山田 そういうところだと思います。自分はとにかく絵が描きたい。絵がうまくなりたいなって思って入ったんですけど、新しく知ることが沢山あって。分野とかも美術科は沢山で、驚くことが一杯ありました。

佳作
山田さん

横浜大会佳作3位
山田望乃さん
作品名:「美術と練習」

――片神さんが相模原弥栄高校に進学された理由は何ですか。

片神 わたしも文化祭に中学の頃に来て、やっぱり凄い魅力的だなと思って。美術が元々好きで、勉強したかったので、いい環境だなと思って入りました。

佳作
片神さん

横浜大会佳作4位
片神小百合さん
作品名:「生きていた記憶」

――皆さん美術部ということですが、美術部に入って良かったと特に感じられたことってありますか。

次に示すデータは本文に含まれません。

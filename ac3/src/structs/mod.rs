//! Data structures representing bitstream components.
//!
//! Contains the frame header, bit stream information, channel state and the
//! per-block decoding stages: exponents, bit allocation, mantissas and
//! coupling.

pub mod audio_block;
pub mod bit_allocation;
pub mod bsi;
pub mod channel;
pub mod coupling;
pub mod exponent;
pub mod mantissa;
pub mod sync;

上野 中学校の時の美術部は部活としてちゃんと活動していて、最後にミーティングとか、わりとしっかりやっていたんですけど、弥栄の美術部ってわりと緩くって。自分の生活がちゃんと出来ている中で美術部の活動もしようねっていう、わりと優しい感じなのに実績を出しているとこがやっぱりなんかすごいなって思って。で、土曜講習とかやっぱりすごい、ちゃんと教えてくれるので画力が上がったなって思います。

山田 参加しているのと参加していないのではやっぱり違うのかなと思って、なるべく行くようにはしているんですけど。行ってみると先生とかすごい。自分だけで見るのと違って、他の人からも沢山言葉をもらえるからそういうところがよかったなと思いました。

片神 わたしは中学校のころも美術部で、そのときは強制されていて結構先輩から厳しく言われたりしていたんですけど、弥栄だとなんか好きな時に自由に来ていいよ、みたいな。そういう強制される風潮がないので良かったなと思っています。

弥栄高校

――美術部を指導されている中で心がけていらっしゃることはおありですか。

横山先生

相模原弥栄高校美術部顧問
横山文靖先生

横山先生 まずは専門家から評価されることと、大衆から評価されることの、両方目指して欲しいということですね。文化祭で缶バッジやポストカードなどのグッズを販売する時は、来場してくれたお客さまの購買意欲をそそるような商品をデザインして欲しい。イラストコンテストでは同年代からの視線を集めて票が入るようなビジュアルにして欲しい。でもそれだけじゃ本格的な美術部とは言えないですよね。高校生国際美術展や美大受験にもチャレンジして、一方では専門家から認められるような絵も描けるようになって欲しい。相模原弥栄高校の美術部は全員がプロになる集団だと思っています。練習計画を立てる時は、お仕事の現場で一線級で働く現役クリエイターのアドバイスを取り入れています。
時代の流れって速いですよね。未来の時代に何が流行るのか?いつも考えています。全日本学生美術展にチャレンジすると、審査員の先生方は芸術院会員の方も含む日本画壇の重鎮と呼ばれる人たちです。そういう人たちから評価をされたい。でもその一方で今の高校生が何に興味を持っているのかは、いつも気にしています。そこにはなんか未来のアートの予感ってのを僕は感じるんですね。